The City of Cape Town’s Department of Solid Waste Management on Friday launched gas extraction and flaring systems at the Coastal Park and Bellville South landfills, while a similar system is under development at the Vissershok South landfill.
Each system comprises a wellfield made up of a combination of vertical and horizontal wells, well heads, condensate traps, pipelines, gas blowers, measuring instrumentation and a gas flare, the Department of Solid Waste Management said in a statement.
The methane gas is then flared, converting it to carbon dioxide and water and reducing its global warming impact, or is burned to produce electricity.
“The city intends using the gas largely as a fuel for generation of electricity. Additional operating cost-savings can be achieved by reducing bulk electricity purchases with these small-scale generation projects,” said City of Cape Town Informal Settlements, Water, Waste Services and Energy MMC Xanthea Limberg.
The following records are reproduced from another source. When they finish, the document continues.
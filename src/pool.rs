use std::time::Duration;

use parking_lot::Mutex;
use tokio::time::Instant;
use tracing::debug;

use crate::endpoint::{Endpoint, Health};
use crate::{Error, Result};

/// Tracks the configured endpoints and their health, and decides which one
/// the next request goes to.
///
/// Selection prefers healthy endpoints in round-robin order, then suspected
/// ones, then dead endpoints whose cooldown has passed. When every endpoint is
/// dead and still cooling down, the one that failed longest ago is handed out
/// so that recovery can still be checked. The pool never runs dry once built.
///
/// Safe to share between tasks. The lock only guards the health table and is
/// never held across a network call.
#[derive(Debug)]
pub struct EndpointPool {
    state: Mutex<PoolState>,
    cooldown: Duration,
}

#[derive(Debug)]
struct PoolState {
    members: Vec<Member>,
    /// Round-robin position, index of the next member to consider first.
    next: usize,
}

#[derive(Debug)]
struct Member {
    endpoint: Endpoint,
    health: Health,
    last_failure: Option<Instant>,
}

#[derive(Debug, Clone, Copy, PartialEq, Eq)]
enum Tier {
    Healthy,
    Suspected,
    /// Dead, but the cooldown has passed.
    Recovering,
}

impl Member {
    fn tier(&self, now: Instant, cooldown: Duration) -> Option<Tier> {
        match self.health {
            Health::Healthy => Some(Tier::Healthy),
            Health::Suspected => Some(Tier::Suspected),
            Health::Dead => match self.last_failure {
                Some(at) if now.saturating_duration_since(at) < cooldown => None,
                _ => Some(Tier::Recovering),
            },
        }
    }
}

impl EndpointPool {
    /// Build a pool where every endpoint starts out healthy.
    ///
    /// Fails with [`Error::PoolExhausted`] if `endpoints` is empty.
    pub fn new(endpoints: Vec<Endpoint>, cooldown: Duration) -> Result<Self> {
        if endpoints.is_empty() {
            return Err(Error::PoolExhausted);
        }
        let members = endpoints
            .into_iter()
            .map(|endpoint| Member {
                endpoint,
                health: Health::Healthy,
                last_failure: None,
            })
            .collect();
        Ok(Self {
            state: Mutex::new(PoolState { members, next: 0 }),
            cooldown,
        })
    }

    /// The next endpoint to try.
    pub fn select_endpoint(&self) -> Endpoint {
        self.select_endpoint_excluding(&[])
    }

    /// Like [`EndpointPool::select_endpoint`], but skips the endpoints in
    /// `tried` as long as any other endpoint is left. Used for retries within
    /// one request.
    pub fn select_endpoint_excluding(&self, tried: &[Endpoint]) -> Endpoint {
        let now = Instant::now();
        let mut state = self.state.lock();
        let len = state.members.len();

        let found = self
            .find_by_tier(&state, now, |e| tried.contains(e))
            .or_else(|| self.find_by_tier(&state, now, |_| false));
        let idx = match found {
            Some(idx) => idx,
            None => {
                // Everything is dead and cooling down.
                let idx = state
                    .members
                    .iter()
                    .enumerate()
                    .filter(|(_, m)| !tried.contains(&m.endpoint))
                    .min_by_key(|(_, m)| m.last_failure)
                    .or_else(|| {
                        state
                            .members
                            .iter()
                            .enumerate()
                            .min_by_key(|(_, m)| m.last_failure)
                    })
                    .map(|(idx, _)| idx)
                    .unwrap_or(0);
                debug!(
                    endpoint = %state.members[idx].endpoint,
                    "All endpoints cooling down, probing least recently failed"
                );
                idx
            }
        };
        state.next = (idx + 1) % len;
        state.members[idx].endpoint.clone()
    }

    /// First member in round-robin order from the best available tier,
    /// ignoring those for which `skip` holds.
    fn find_by_tier<F>(&self, state: &PoolState, now: Instant, skip: F) -> Option<usize>
    where
        F: Fn(&Endpoint) -> bool,
    {
        let len = state.members.len();
        [Tier::Healthy, Tier::Suspected, Tier::Recovering]
            .into_iter()
            .find_map(|tier| {
                (0..len)
                    .map(|offset| (state.next + offset) % len)
                    .find(|&idx| {
                        let member = &state.members[idx];
                        !skip(&member.endpoint) && member.tier(now, self.cooldown) == Some(tier)
                    })
            })
    }

    /// Mark `endpoint` healthy after a call it answered.
    pub fn report_success(&self, endpoint: &Endpoint) {
        let mut state = self.state.lock();
        if let Some(member) = state.members.iter_mut().find(|m| &m.endpoint == endpoint) {
            if member.health != Health::Healthy {
                debug!(%endpoint, previous = ?member.health, "Endpoint recovered");
            }
            member.health = Health::Healthy;
            member.last_failure = None;
        }
    }

    /// Advance `endpoint` one step towards dead and restart its cooldown.
    pub fn report_failure(&self, endpoint: &Endpoint) {
        let mut state = self.state.lock();
        if let Some(member) = state.members.iter_mut().find(|m| &m.endpoint == endpoint) {
            member.health = match member.health {
                Health::Healthy => Health::Suspected,
                Health::Suspected | Health::Dead => Health::Dead,
            };
            member.last_failure = Some(Instant::now());
            debug!(%endpoint, health = ?member.health, "Endpoint failure reported");
        }
    }

    /// Current health of `endpoint`, or `None` if it is not part of this pool.
    pub fn health(&self, endpoint: &Endpoint) -> Option<Health> {
        self.state
            .lock()
            .members
            .iter()
            .find(|m| &m.endpoint == endpoint)
            .map(|m| m.health)
    }

    /// Copy of the health table in configuration order.
    pub fn snapshot(&self) -> Vec<(Endpoint, Health)> {
        self.state
            .lock()
            .members
            .iter()
            .map(|m| (m.endpoint.clone(), m.health))
            .collect()
    }

    pub fn len(&self) -> usize {
        self.state.lock().members.len()
    }

    pub fn is_empty(&self) -> bool {
        self.len() == 0
    }

    pub fn cooldown(&self) -> Duration {
        self.cooldown
    }
}
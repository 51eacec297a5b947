use tracing::level_filters::LevelFilter;
use tracing_subscriber::prelude::*;

use crate::Result;

/// Install the process-wide tracing subscriber, writing to stderr so that
/// stdout only carries command output.
///
/// Records emitted through the `log` crate by the HTTP stack are forwarded
/// to the same subscriber.
pub fn init(level: LevelFilter) -> Result<()> {
    tracing_log::LogTracer::init()?;
    let layer = tracing_subscriber::fmt::layer().with_writer(std::io::stderr);
    let subscriber = tracing_subscriber::registry().with(level).with(layer);
    tracing::subscriber::set_global_default(subscriber)?;
    Ok(())
}
use serde::Serialize;

#[derive(Debug, Clone, Copy, PartialEq, Eq)]
pub enum OperationKind {
    Get,
    Set,
    Delete,
    WatchNext,
}

/// A single request against the store.
///
/// Built with the constructors below and not modified afterwards, the executor
/// only ever borrows it.
#[derive(Debug, Clone, PartialEq, Eq)]
pub struct Operation {
    pub kind: OperationKind,
    pub key: String,
    pub value: Option<String>,

    /// For [`OperationKind::WatchNext`]: deliver the first change at or after
    /// this index. `None` waits for the next change from now on.
    pub wait_index: Option<u64>,

    /// For writes: only apply if the key was last modified at this index.
    pub prev_index: Option<u64>,
}

impl Operation {
    fn new(kind: OperationKind, key: impl Into<String>) -> Self {
        Self {
            kind,
            key: key.into(),
            value: None,
            wait_index: None,
            prev_index: None,
        }
    }

    pub fn get(key: impl Into<String>) -> Self {
        Self::new(OperationKind::Get, key)
    }

    pub fn set(key: impl Into<String>, value: impl Into<String>) -> Self {
        Self {
            value: Some(value.into()),
            ..Self::new(OperationKind::Set, key)
        }
    }

    pub fn delete(key: impl Into<String>) -> Self {
        Self::new(OperationKind::Delete, key)
    }

    pub fn watch_next(key: impl Into<String>, wait_index: Option<u64>) -> Self {
        Self {
            wait_index,
            ..Self::new(OperationKind::WatchNext, key)
        }
    }

    /// Make a write conditional on the key's current modification index.
    pub fn with_prev_index(mut self, index: u64) -> Self {
        self.prev_index = Some(index);
        self
    }
}

/// What the store answered.
///
/// `value` is `None` when the key no longer holds one, e.g. for a delete or
/// an expiry observed by a watch.
#[derive(Debug, Clone, PartialEq, Eq, Serialize)]
pub struct Response {
    pub key: String,
    pub value: Option<String>,

    /// Modification index of the key after this operation.
    pub index: u64,

    /// The store's name for what happened, such as `get`, `set`, `delete`,
    /// `expire` or `compareAndSwap`.
    pub action: String,
}

/// Outcome of one long-poll.
#[derive(Debug, Clone, PartialEq, Eq)]
pub enum Polled {
    /// The first change of the key at or after the requested index.
    Change(Response),

    /// The watch window passed without a change of the key.
    ///
    /// `store_index` is the store-wide index the poll started from, if the
    /// store reported one. The key did not change between the requested
    /// index and this one, so the next poll may wait from `store_index + 1`.
    Quiet { store_index: Option<u64> },
}

impl Response {
    pub fn is_removal(&self) -> bool {
        matches!(
            self.action.as_str(),
            "delete" | "expire" | "compareAndDelete"
        )
    }
}
/// Position of a watch in the key's change history.
///
/// Lives only for one watch invocation; nothing is persisted.
#[derive(Debug, Clone, PartialEq, Eq)]
pub struct WatchCursor {
    key: String,

    /// Index of the last change delivered, or `None` while watching from
    /// "latest" before anything has been seen.
    last_index: Option<u64>,
}

impl WatchCursor {
    /// Start after `last_index`, i.e. the first change delivered will have a
    /// greater index. `None` starts from whatever changes next.
    pub fn new(key: impl Into<String>, last_index: Option<u64>) -> Self {
        Self {
            key: key.into(),
            last_index,
        }
    }

    pub fn key(&self) -> &str {
        &self.key
    }

    pub fn last_index(&self) -> Option<u64> {
        self.last_index
    }

    /// Record that the change at `index` was delivered.
    ///
    /// Indices at or below the current position are ignored, so replays and
    /// out-of-order deliveries never move the cursor backwards. Returns whether
    /// the cursor moved.
    pub fn advance(&mut self, index: u64) -> bool {
        match self.last_index {
            Some(last) if index <= last => false,
            _ => {
                self.last_index = Some(index);
                true
            }
        }
    }

    /// Move up to `index` without delivering anything, after the store has
    /// reported that the key did not change up to there.
    ///
    /// Pins a watch that started from "latest" to a concrete position so that
    /// re-issued polls cannot miss a change landing in between.
    pub fn catch_up(&mut self, index: u64) -> bool {
        self.advance(index)
    }

    /// Whether a change at `index` would be new to this cursor.
    pub fn is_new(&self, index: u64) -> bool {
        self.last_index.map_or(true, |last| index > last)
    }

    /// Index to wait on next: one past the last delivered change, so a resumed
    /// watch neither repeats nor skips anything.
    pub fn resume_from(&self) -> Option<u64> {
        self.last_index.map(|last| last.saturating_add(1))
    }
}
The projects were developed as carbon-offsetting Clean Development Mechanisms that will generate carbon credits. With the groundwork done by the city, similar projects in Cape Town and South Africa can be added to the programme.
These small-scale generation projects are likely to produce about 1 MW of electricity, dependent on the volumes of gas available. This is sufficient to power an energy-intensive operation such as a wastewater treatment facility.
“This kind of intervention is critical for moving Cape Town a step closer to being a sustainable city. Global warming is one of the key factors that drives climate variability – and, ultimately, climate change – the effects of which we are already feeling acutely in the Western Cape.
“The conversion of this greenhouse gas, which is a major contributor to global warming, helps the city and also contributes to national climate change mitigation goals,” she said.